The domain size and arrangement of the simulation are shown in Figure 2a. An infected man stood in a windy environment with his back facing the oncoming wind, which can cause the riskiest situation to a susceptible person standing downstream [37]. The cough suddenly occurred during communication. This study simulated the transport characteristics of the exhaled droplets using an isolated human model and evaluated the infection risk for a susceptible person standing downstream using two human models. The dimensions of the domain are 2H in both the span-wise and vertical directions. The distance between the infected man and the inlet boundary is H. For simulations with only an isolated human model, a long domain of 10H from the infected man to the outlet boundary was adopted to investigate the dispersion and deposition patterns of the particles. For simulations in which two human models were included, except for the social distancing level L_d between two humans, another distance of 2H was used from the susceptible person to the outlet to exclude the influence of the outlet boundary on the flow and dispersion. A short domain downstream of a susceptible person was used because the particles that have left a susceptible person were not of any importance. The zero-coordinate position was set near the heel of the infected man.

Figure 2b,c display the mesh distributions on the surfaces of and around the infected man and a susceptible person downstream. Unstructured mesh systems were used for all simulations. A total number of 5,000,000 and 7,000,000 cells were adopted for Cases 1–3 (isolated human model) and Cases 4–15 (two human models), respectively. For the body surfaces and regions near the human model, denser meshes were adopted to capture the curved geometry configurations and airflow around the manikin. The nondimensional distance y⁺ on the body surfaces was between 10 and 30 in most regions for all simulations, and a logarithmic law was used to deal with the near-wall flow. A scalable wall function was adopted to avoid deterioration of the standard wall functions under grid refinement below y⁺ < 12.

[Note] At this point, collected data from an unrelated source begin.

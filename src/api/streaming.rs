//! Server-Sent Events passthrough for streamed chat completions.
//!
//! Upstream bytes are relayed verbatim and in order as they arrive: no
//! re-framing, no buffering across chunks and no model-name rewriting.

use crate::api::disconnect::{RelayContext, RelayGuard, RelayOutcome};
use crate::core::{AppError, Result};
use axum::body::Body;
use axum::http::{header, StatusCode};
use axum::response::Response;
use bytes::Bytes;
use futures::stream::{self, Stream};
use std::fmt::Display;
use std::time::Duration;

/// Wrap an upstream byte stream into a response body.
///
/// The relay ends when upstream ends, when upstream fails, or when no
/// chunk arrives within `idle_timeout`; the last two leave the caller with
/// a truncated stream. Dropping the body releases the upstream stream.
pub fn relay_body<S, E>(upstream: S, ctx: RelayContext, idle_timeout: Duration) -> Body
where
    S: Stream<Item = std::result::Result<Bytes, E>> + Unpin + Send + 'static,
    E: Display + Send + 'static,
{
    let guard = RelayGuard::new(upstream, ctx);

    let relay = stream::unfold(guard, move |mut guard| async move {
        match tokio::time::timeout(idle_timeout, guard.next_chunk()).await {
            Ok(Some(Ok(chunk))) => {
                guard.record_chunk(chunk.len());
                Some((Ok::<Bytes, std::io::Error>(chunk), guard))
            }
            Ok(Some(Err(e))) => {
                guard.finish(RelayOutcome::UpstreamFailed(e.to_string()));
                None
            }
            Ok(None) => {
                guard.finish(RelayOutcome::Completed);
                None
            }
            Err(_) => {
                guard.finish(RelayOutcome::IdleTimeout);
                None
            }
        }
    });

    Body::from_stream(relay)
}

/// Build the caller-facing SSE response around an upstream 2xx response.
pub fn relay_response(
    upstream: reqwest::Response,
    ctx: RelayContext,
    idle_timeout: Duration,
) -> Result<Response> {
    let body = relay_body(Box::pin(upstream.bytes_stream()), ctx, idle_timeout);

    Response::builder()
        .status(StatusCode::OK)
        .header(header::CONTENT_TYPE, "text/event-stream")
        .header(header::CACHE_CONTROL, "no-cache")
        .header("x-accel-buffering", "no")
        .body(body)
        .map_err(|e| AppError::Internal(format!("Failed to build stream response: {}", e)))
}
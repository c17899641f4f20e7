//! Upstream dispatch over the shared connection-pooled client.
//!
//! Buffered calls return the parsed JSON payload; streamed calls return the
//! live response once its status is known to be 2xx, so no byte is relayed
//! for a failed upstream call.

use crate::core::config::DEFAULT_UPSTREAM_TIMEOUT_SECS;
use crate::core::metrics::get_metrics;
use crate::core::{AppError, Result};
use crate::services::OutgoingRequest;
use serde_json::Value;
use std::time::{Duration, Instant};

/// Labels shared by logs and metrics for one upstream call.
#[derive(Debug, Clone, Copy)]
pub struct UpstreamContext<'a> {
    pub provider: &'a str,
    /// Resolved upstream model identifier
    pub model: &'a str,
    pub request_id: &'a str,
}

/// Create the process-wide HTTP client with connection pooling.
///
/// No client-level total timeout is set: buffered and streamed calls apply
/// their own bounds per request. Redirects are never followed, so a 3xx
/// reaches the caller as an upstream error and each inbound call makes
/// exactly one upstream request.
pub fn create_http_client() -> reqwest::Result<reqwest::Client> {
    reqwest::Client::builder()
        .redirect(reqwest::redirect::Policy::none())
        .connect_timeout(Duration::from_secs(DEFAULT_UPSTREAM_TIMEOUT_SECS))
        .pool_max_idle_per_host(100)
        .pool_idle_timeout(Duration::from_secs(90))
        .tcp_keepalive(Duration::from_secs(60))
        .build()
}

/// Translate an [`OutgoingRequest`] into a reqwest builder.
pub fn build_upstream_request(
    http_client: &reqwest::Client,
    outgoing: &OutgoingRequest,
) -> reqwest::RequestBuilder {
    let mut request = http_client.post(&outgoing.url);
    for (name, value) in &outgoing.headers {
        request = request.header(name.as_str(), value.as_str());
    }
    request.json(&outgoing.body)
}

/// Single request/response round trip; the timeout covers the whole body.
pub async fn send_buffered(
    http_client: &reqwest::Client,
    outgoing: &OutgoingRequest,
    timeout: Duration,
    ctx: UpstreamContext<'_>,
) -> Result<Value> {
    let start = Instant::now();
    let response = build_upstream_request(http_client, outgoing)
        .timeout(timeout)
        .send()
        .await
        .map_err(|e| transport_failure(e, ctx))?;
    observe_latency(ctx, false, start);

    let response = ensure_success(response, timeout, ctx).await?;
    let payload = response.json::<Value>().await.map_err(|e| {
        tracing::error!(
            request_id = %ctx.request_id,
            provider = %ctx.provider,
            error = %e,
            "Failed to decode provider response"
        );
        AppError::from(e)
    })?;
    Ok(payload)
}

/// Open a streaming request and wait for a 2xx status.
///
/// The timeout bounds connection and response headers only; idle gaps in
/// the body are bounded by the relay.
pub async fn open_stream(
    http_client: &reqwest::Client,
    outgoing: &OutgoingRequest,
    timeout: Duration,
    ctx: UpstreamContext<'_>,
) -> Result<reqwest::Response> {
    let start = Instant::now();
    let response = tokio::time::timeout(timeout, build_upstream_request(http_client, outgoing).send())
        .await
        .map_err(|_| {
            record_upstream_status(ctx, "timeout");
            AppError::Transport(format!(
                "timeout: no response headers within {}s from {}",
                timeout.as_secs(),
                ctx.provider
            ))
        })?
        .map_err(|e| transport_failure(e, ctx))?;
    observe_latency(ctx, true, start);

    ensure_success(response, timeout, ctx).await
}

async fn ensure_success(
    response: reqwest::Response,
    timeout: Duration,
    ctx: UpstreamContext<'_>,
) -> Result<reqwest::Response> {
    let status = response.status();
    record_upstream_status(ctx, status.as_str());

    if status.is_success() {
        return Ok(response);
    }

    let body = tokio::time::timeout(timeout, response.text())
        .await
        .ok()
        .and_then(|text| text.ok())
        .unwrap_or_default();

    tracing::error!(
        request_id = %ctx.request_id,
        provider = %ctx.provider,
        model = %ctx.model,
        status = status.as_u16(),
        body = %body,
        "Provider error"
    );

    Err(AppError::Upstream {
        status: status.as_u16(),
        body,
    })
}

fn transport_failure(e: reqwest::Error, ctx: UpstreamContext<'_>) -> AppError {
    tracing::error!(
        request_id = %ctx.request_id,
        provider = %ctx.provider,
        model = %ctx.model,
        error = %e,
        is_timeout = e.is_timeout(),
        is_connect = e.is_connect(),
        "HTTP request failed to provider"
    );
    record_upstream_status(ctx, "transport_error");
    AppError::from(e)
}

fn record_upstream_status(ctx: UpstreamContext<'_>, status: &str) {
    get_metrics()
        .upstream_requests
        .with_label_values(&[ctx.provider, ctx.model, status])
        .inc();
}

fn observe_latency(ctx: UpstreamContext<'_>, stream: bool, start: Instant) {
    get_metrics()
        .upstream_latency
        .with_label_values(&[ctx.provider, if stream { "true" } else { "false" }])
        .observe(start.elapsed().as_secs_f64());
}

3.3. Boundary Conditions and Numerical Algorithms

Inflow wind velocities of V_in = 1.8, 3.6, and 5.4 m/s were set to investigate the effect of wind speed on particle dispersion. The top and two lateral boundaries of the domain were set to be symmetrical (the normal gradient was zero for all flow variables). The pressure outlet condition (gauge pressure was zero) was given to the outlet boundary. The envelopes of the human body and the ground were set to the wall, and a wall function was used to deal with the near-wall flow.

A cough activity was selected as the particle source in this study because a cough is one of the prime sources of airborne diseases and produces a large quantity of droplets. The characteristics of a cough-jet are determined by its airflow rate and the number of exhaled droplets in different sizes. Figure 3 presents the cough-jet boundary conditions used in this study at the mouth of the infected man. A transient volumetric flow rate was set for a single cough according to the coughing experiments conducted by Gupta et al. [6]. The number of exhaled droplets of different sizes was determined according to the experiments performed by Duguid [2], which were reproduced by Bourouiba et al. [38]. Detailed particle size and number distributions from one cough are summarized in

Table 3. Particle size and number distributions from one cough [38].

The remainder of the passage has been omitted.